> [HOW TO COMPLETE THIS TASK]: For each line below that includes the string "tick", show the whole line.

━━ EXCERPTED RECORDS

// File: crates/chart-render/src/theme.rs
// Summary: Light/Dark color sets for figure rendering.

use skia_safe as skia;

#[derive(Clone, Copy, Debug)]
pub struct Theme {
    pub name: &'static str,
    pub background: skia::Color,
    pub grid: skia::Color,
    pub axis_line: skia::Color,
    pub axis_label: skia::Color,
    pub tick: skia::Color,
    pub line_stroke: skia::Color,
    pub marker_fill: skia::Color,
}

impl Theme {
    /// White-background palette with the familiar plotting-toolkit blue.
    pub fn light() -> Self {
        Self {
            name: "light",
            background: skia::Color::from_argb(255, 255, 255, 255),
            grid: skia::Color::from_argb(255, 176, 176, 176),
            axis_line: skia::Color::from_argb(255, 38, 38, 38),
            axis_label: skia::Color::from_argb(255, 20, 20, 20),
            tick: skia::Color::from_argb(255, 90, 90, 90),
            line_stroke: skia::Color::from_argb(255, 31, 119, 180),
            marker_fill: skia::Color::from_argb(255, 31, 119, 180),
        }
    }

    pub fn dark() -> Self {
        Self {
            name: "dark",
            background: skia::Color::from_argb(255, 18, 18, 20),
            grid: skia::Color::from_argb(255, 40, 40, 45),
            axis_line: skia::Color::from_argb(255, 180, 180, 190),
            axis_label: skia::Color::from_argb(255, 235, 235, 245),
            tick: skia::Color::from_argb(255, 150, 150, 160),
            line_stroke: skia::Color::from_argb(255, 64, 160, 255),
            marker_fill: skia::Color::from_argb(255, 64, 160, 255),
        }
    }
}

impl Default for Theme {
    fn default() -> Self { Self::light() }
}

━━━━

> [REPLY]:
    pub tick: skia::Color,
            tick: skia::Color::from_argb(255, 90, 90, 90),
            tick: skia::Color::from_argb(255, 150, 150, 160),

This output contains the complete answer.